An RFID tag is embedded in each printed circuit board used in Funktel's headsets.
"FunkTel has already manufactured 10,000 RFID-enabled boards, and next year plans for 100,000 more," says Christoph Limpert, a spokesman for CompControl, based in Gersfeld Rhön, Germany.

For each PCB equipped with an RFID tag, Funktel can use RFID to track its manufacturing processes and take inventory of its finished products. Funktel will use the tags as a way to improve product quality control and to enhance customer support. Malfunctioning phones returned by customers can have their RFID tag scanned, and the company will be able to know the components and other details of its production. "This way, if there is a problem with a phone, they can recall any other phones likely to have similar issues," says Limpert. There are also plans for customers to use the phones for applications such as access control, he adds.

The Sokymat tags are encased in glass to provide a hermetic seal, which makes the tags more resistant to damage caused by vibration. The read-only tags carry a 40-bit unique serial number.

According to Sokymat, the RF signals of a tag transmitting at 125 kHz will not interfere with the operation of other components on the board or the functioning of the phone the PCB is in. "Metal environments have almost no influence on the tag reading distance, and no interference with electronic parts on the PCBs," says Egon Konopitzky, vice president of Sokymat.

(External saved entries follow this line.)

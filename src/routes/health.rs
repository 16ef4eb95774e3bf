use crate::state::AppState;
use axum::{
    extract::State,
    http::{header, StatusCode},
    response::IntoResponse,
    Json,
};

// Health check endpoint - lightweight, no auth
pub async fn healthz() -> impl IntoResponse {
    (StatusCode::OK, "ok")
}

// Readiness probe: checks DB connectivity with timeout protection
pub async fn readyz(State(state): State<AppState>) -> impl IntoResponse {
    let query = sqlx::query("SELECT 1").fetch_one(&state.db);
    match tokio::time::timeout(std::time::Duration::from_secs(5), query).await {
        Ok(Ok(_)) => (StatusCode::OK, "ready").into_response(),
        Ok(Err(e)) => (StatusCode::SERVICE_UNAVAILABLE, format!("not ready: {}", e)).into_response(),
        Err(_) => (StatusCode::SERVICE_UNAVAILABLE, "not ready: timeout").into_response(),
    }
}

// Metrics endpoint: returns JSON snapshot
pub async fn metrics(State(state): State<AppState>) -> impl IntoResponse {
    let snapshot = state.metrics.get_snapshot();
    Json(snapshot)
}

// Prometheus-compatible text exposition format
pub async fn metrics_prometheus(State(state): State<AppState>) -> impl IntoResponse {
    let m = state.metrics.get_snapshot();
    let body = format!(
        "# HELP warenlager_products_created Products created\n# TYPE warenlager_products_created counter\nwarenlager_products_created {}\n\
# HELP warenlager_products_updated Products updated\n# TYPE warenlager_products_updated counter\nwarenlager_products_updated {}\n\
# HELP warenlager_products_deleted Products deleted\n# TYPE warenlager_products_deleted counter\nwarenlager_products_deleted {}\n\
# HELP warenlager_list_queries Product list queries\n# TYPE warenlager_list_queries counter\nwarenlager_list_queries {}\n\
# HELP warenlager_distance_lookups Distance lookups\n# TYPE warenlager_distance_lookups counter\nwarenlager_distance_lookups {}\n\
# HELP warenlager_uptime_seconds Uptime seconds\n# TYPE warenlager_uptime_seconds gauge\nwarenlager_uptime_seconds {}\n",
        m.products_created,
        m.products_updated,
        m.products_deleted,
        m.list_queries,
        m.distance_lookups,
        m.uptime_seconds,
    );
    ([(header::CONTENT_TYPE, "text/plain; version=0.0.4")], body)
}

// Version/Build info endpoint (JSON)
pub async fn version() -> impl IntoResponse {
    let body = serde_json::json!({
        "name": env!("CARGO_PKG_NAME"),
        "version": env!("CARGO_PKG_VERSION"),
        "package": {
            "description": env!("CARGO_PKG_DESCRIPTION"),
            "authors": env!("CARGO_PKG_AUTHORS"),
            "license": env!("CARGO_PKG_LICENSE"),
        },
        "build": {
            "profile": if cfg!(debug_assertions) { "debug" } else { "release" },
            "os": std::env::consts::OS,
            "arch": std::env::consts::ARCH,
        }
    });
    (StatusCode::OK, Json(body))
}
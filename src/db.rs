use sqlx::SqlitePool;

pub async fn init_db(pool: &SqlitePool) -> anyhow::Result<()> {
    // Pragmas for better durability/performance
    if let Err(e) = sqlx::query("PRAGMA journal_mode=WAL;").execute(pool).await {
        tracing::warn!("Failed to set WAL journal mode: {}", e);
    }
    if let Err(e) = sqlx::query("PRAGMA synchronous=NORMAL;").execute(pool).await {
        tracing::warn!("Failed to set synchronous mode: {}", e);
    }
    // Foreign keys are critical - fail if this doesn't work
    sqlx::query("PRAGMA foreign_keys=ON;").execute(pool).await?;

    if let Err(e) = sqlx::query("PRAGMA busy_timeout=10000;").execute(pool).await {
        tracing::warn!("Failed to set busy_timeout: {}", e);
    }

    // categories table
    sqlx::query(
        r#"CREATE TABLE IF NOT EXISTS categories (
            id TEXT PRIMARY KEY,
            name TEXT NOT NULL
        )"#,
    )
    .execute(pool)
    .await?;

    // suppliers table
    sqlx::query(
        r#"CREATE TABLE IF NOT EXISTS suppliers (
            id TEXT PRIMARY KEY,
            name TEXT NOT NULL UNIQUE
        )"#,
    )
    .execute(pool)
    .await?;

    // products table; added_date is a plain calendar date (YYYY-MM-DD),
    // lexicographic order equals chronological order
    sqlx::query(
        r#"CREATE TABLE IF NOT EXISTS products (
            id TEXT PRIMARY KEY,
            reference TEXT NOT NULL UNIQUE,
            name TEXT NOT NULL,
            added_date TEXT NOT NULL DEFAULT (date('now')),
            status TEXT NOT NULL DEFAULT '',
            price REAL NOT NULL DEFAULT 0,
            stock_city TEXT NOT NULL DEFAULT '',
            quantity INTEGER NOT NULL DEFAULT 0,
            category_id TEXT NOT NULL,
            supplier_id TEXT NOT NULL,
            FOREIGN KEY(category_id) REFERENCES categories(id),
            FOREIGN KEY(supplier_id) REFERENCES suppliers(id)
        )"#,
    )
    .execute(pool)
    .await?;

    let indexes = [
        (
            "idx_products_added_date",
            "CREATE INDEX IF NOT EXISTS idx_products_added_date ON products(added_date, id)",
        ),
        (
            "idx_products_category",
            "CREATE INDEX IF NOT EXISTS idx_products_category ON products(category_id)",
        ),
        (
            "idx_products_supplier",
            "CREATE INDEX IF NOT EXISTS idx_products_supplier ON products(supplier_id)",
        ),
    ];

    for (name, query) in indexes {
        if let Err(e) = sqlx::query(query).execute(pool).await {
            match &e {
                sqlx::Error::Database(db_err) => {
                    let msg = db_err.message().to_lowercase();
                    if msg.contains("already exists") || msg.contains("duplicate") {
                        tracing::debug!("Index {} already exists, skipping", name);
                    } else {
                        tracing::warn!("Failed to create index {}: {}", name, e);
                    }
                }
                _ => {
                    tracing::warn!("Failed to create index {}: {}", name, e);
                }
            }
        }
    }

    Ok(())
}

Putting RFID tags onto printed circuit boards, which are also used in computers and a host of other electrical items, may have enormous potential as a way to provide full product traceability. That lifecycle traceability, says Sokymat, would help manufacturers in the €30 billion worldwide PCB industry meet tougher international regulations regarding traceability, recycling and maintenance of high-value electronic units.